La democrazia? Dipende anche dalla scuola la sua saldezza e consistenza, perché è tra i banchi che le differenze sociali e culturali, assumendo i loro contorni, devono essere spezzate, affinché i ragazzi crescano non solo disponendo delle pari opportunità, ma anche con un bagaglio culturale e conoscitivo che li renda uguali. Una considerazione abbastanza nota, ma che nelle pratiche scolastiche spesso non è seguita o si tende a banalizzare, per cui saggi come quello di Piero Di Giorgio servono appunto per sottolinearne la validità e se si vuole la reiterazione perfino da angolazioni diverse e da una indagine più marcata, come appunto vuole fare il suo saggio, “Scuola ed educazione alla democrazia”, Solfanelli Editore, 12,00 Euro.
Infatti, scrive Di Giorgi, sulla scuola è un proliferare di libri, di scritti, un profluvio di suggerimenti ma il nocciolo della questione sta pure nell’esame della sua composizione sociale e culturale, tenendo conto i bambini, già al primo anno di scuola, non sono tutti uguali anche in termini di divario lessicale e di preparazione di base. Da qui il ruolo chiave degli inseganti, con l’evidenza che qualsiasi riforma della scuola, qualsiasi proposta di rinnovamento si arena se non ci sono insegnanti preparati, colti, disponibili, pronti a venire incontro a ciò che gli alunni chiedono. E viceversa, come d’altra parte le scuole gesuite insegnano. E non solo. Mentre i bravi maestri s’impegnano con diligenza nei confronti degli alunni svantaggiati, quelli più neghittosi (e qui bisogna stare attenti alle proporzioni all’interno di una scuola), si limitano a certificare presunte deficienze incolmabili o colmate, falsamente, dentro pagelle poco oneste.
Sicuramente, all’interno di questo quadro assolutamente reale, si ripropone la vecchia questione del “riconoscimento del merito” degli inseganti e il piattume non solo retributivo ma anche normativo e di prestigio, cosicchè alla fine si è tutti uguali, sia chi ha dato il massimo per gli alunni e sia chi ha bighellonato. Una considerazione forte che trova riscontri nella realtà: “le limitate prospettive di carriera rendono difficile attrarre i laureati più qualificati.
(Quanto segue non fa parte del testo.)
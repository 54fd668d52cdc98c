#![forbid(unsafe_code)]

//! `session-conductor-ctl` — local CLI companion for `session-conductor`.
//!
//! Connects to the IPC socket and sends JSON commands to the daemon.
//! The `watch` subcommand stays attached and prints every pushed session
//! event line until interrupted.

use std::io::{BufRead, BufReader, Write};

use clap::{Parser, Subcommand};
use interprocess::local_socket::{traits::Stream as _, GenericNamespaced, Stream, ToNsName};

#[derive(Debug, Parser)]
#[command(
    name = "session-conductor-ctl",
    about = "Local CLI for the session-conductor daemon",
    version,
    long_about = None
)]
struct Cli {
    /// IPC socket name (must match the daemon's `ipc_name` config).
    #[arg(long, default_value = "session-conductor")]
    ipc_name: String,

    #[command(subcommand)]
    command: Command,
}

#[derive(Debug, Subcommand)]
enum Command {
    /// Submit a prompt to a session.
    Prompt {
        /// Target session identifier.
        session: String,
        /// Prompt text.
        text: String,
        /// Model selector forwarded to the backend.
        #[arg(long)]
        model: Option<String>,
        /// Permission mode forwarded to the backend.
        #[arg(long)]
        permission_mode: Option<String>,
    },

    /// Cancel a session's running task.
    Cancel {
        /// Target session identifier.
        session: String,
    },

    /// Show a session's task status and queue size.
    Status {
        /// Target session identifier.
        session: String,
    },

    /// List a session's queued prompts.
    Queue {
        /// Target session identifier.
        session: String,
    },

    /// Delete one queued prompt.
    QueueDelete {
        /// Target session identifier.
        session: String,
        /// Queued item identifier.
        item_id: String,
    },

    /// Clear a session's queue.
    QueueClear {
        /// Target session identifier.
        session: String,
    },

    /// Watch a session and print its event stream.
    Watch {
        /// Target session identifier.
        session: String,
    },
}

fn main() {
    let args = Cli::parse();

    let request_json = match &args.command {
        Command::Prompt {
            session,
            text,
            model,
            permission_mode,
        } => {
            let mut req = serde_json::json!({
                "command": "prompt",
                "session_id": session,
                "prompt": text,
            });
            let mut options = serde_json::Map::new();
            if let Some(m) = model {
                options.insert("model".into(), serde_json::Value::String(m.clone()));
            }
            if let Some(p) = permission_mode {
                options.insert("permission_mode".into(), serde_json::Value::String(p.clone()));
            }
            if !options.is_empty() {
                req["options"] = serde_json::Value::Object(options);
            }
            req
        }
        Command::Cancel { session } => {
            serde_json::json!({ "command": "cancel", "session_id": session })
        }
        Command::Status { session } => {
            serde_json::json!({ "command": "status", "session_id": session })
        }
        Command::Queue { session } => {
            serde_json::json!({ "command": "queue_list", "session_id": session })
        }
        Command::QueueDelete { session, item_id } => {
            serde_json::json!({ "command": "queue_delete", "session_id": session, "item_id": item_id })
        }
        Command::QueueClear { session } => {
            serde_json::json!({ "command": "queue_clear", "session_id": session })
        }
        Command::Watch { session } => {
            serde_json::json!({ "command": "watch", "session_id": session })
        }
    };

    let follow = matches!(args.command, Command::Watch { .. });

    match send_ipc_command(&args.ipc_name, &request_json, follow) {
        Ok(response) => {
            if let Some(obj) = response.as_object() {
                let ok = obj
                    .get("ok")
                    .and_then(serde_json::Value::as_bool)
                    .unwrap_or(false);
                if ok {
                    if let Some(data) = obj.get("data") {
                        println!("{}", serde_json::to_string_pretty(data).unwrap_or_default());
                    } else {
                        println!("OK");
                    }
                } else {
                    let err_msg = obj
                        .get("error")
                        .and_then(|v| v.as_str())
                        .unwrap_or("unknown error");
                    eprintln!("Error: {err_msg}");
                    std::process::exit(1);
                }
            } else {
                println!("{response}");
            }
        }
        Err(err) => {
            eprintln!("Failed to connect to daemon: {err}");
            eprintln!("Is session-conductor running with ipc_name '{}'?", args.ipc_name);
            std::process::exit(1);
        }
    }
}

/// Connect to the IPC socket, send a JSON command, and read the response.
///
/// With `follow`, every subsequent pushed event line is printed as-is
/// until the daemon closes the stream; the first response line is still
/// returned to the caller for the usual ok/error rendering.
fn send_ipc_command(
    ipc_name: &str,
    request: &serde_json::Value,
    follow: bool,
) -> std::result::Result<serde_json::Value, Box<dyn std::error::Error>> {
    let name = ipc_name.to_ns_name::<GenericNamespaced>()?;
    let mut stream = Stream::connect(name)?;

    // Send request as a single JSON line.
    let mut request_line = serde_json::to_string(request)?;
    request_line.push('\n');
    stream.write_all(request_line.as_bytes())?;
    stream.flush()?;

    // Read response line.
    let mut reader = BufReader::new(&stream);
    let mut response_line = String::new();
    reader.read_line(&mut response_line)?;

    let response: serde_json::Value = serde_json::from_str(response_line.trim())?;

    if follow {
        let mut event_line = String::new();
        loop {
            event_line.clear();
            if reader.read_line(&mut event_line)? == 0 {
                break;
            }
            print!("{event_line}");
        }
    }

    Ok(response)
}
Il sistema delle carriere dei docenti offre un unico percorso con incrementi salariali fissi basati esclusivamente sull’anzianità”.
E ancora. La mancanza di incentivi, di prestigio ed economici, spinge alla mobilità che rimane l’unica possibilità di migliorare le condizioni di lavoro, con la conseguenza che nelle scuole svantaggiate di periferia, quelle dove si dovrebbe lavorare con più insistenza e impegno, vadano i supplenti, insegnanti giovani e inesperti, mentre i più preparati per anzianità prendono altre strade. Un paradosso che incentiva gli abbandoni, le dispersioni, insieme al bullismo e al vandalismo.
Che fare dunque? Il libro di Piero Di Giorgi cerca di rispondere suggerendo che non ci può essere più posto per una scuola nozionistica, verbalistica e trasmissiva e che occorre un cambio di paradigma che capovolga la prassi educativa attuale. Una scuola che superi l’individualismo competitivo e i rituali della spiegazione, dell’interrogazione, dei voti e dei compiti a casa, della lezione frontale, tutti fattori che generano disuguaglianze. Una scuola non più a compartimenti stagno ma che contestualizza il sapere e collega le diverse discipline all’interno di un sapere unitario.
Ma soprattutto, sottolinea l’autore, occorre investire sulla formazione dei docenti, esaltandone la funzione e il prestigio e riconoscendo il merito per avere una scuola che diventi volano di sviluppo e di cambiamento in direzione di una società più democratica e più giusta.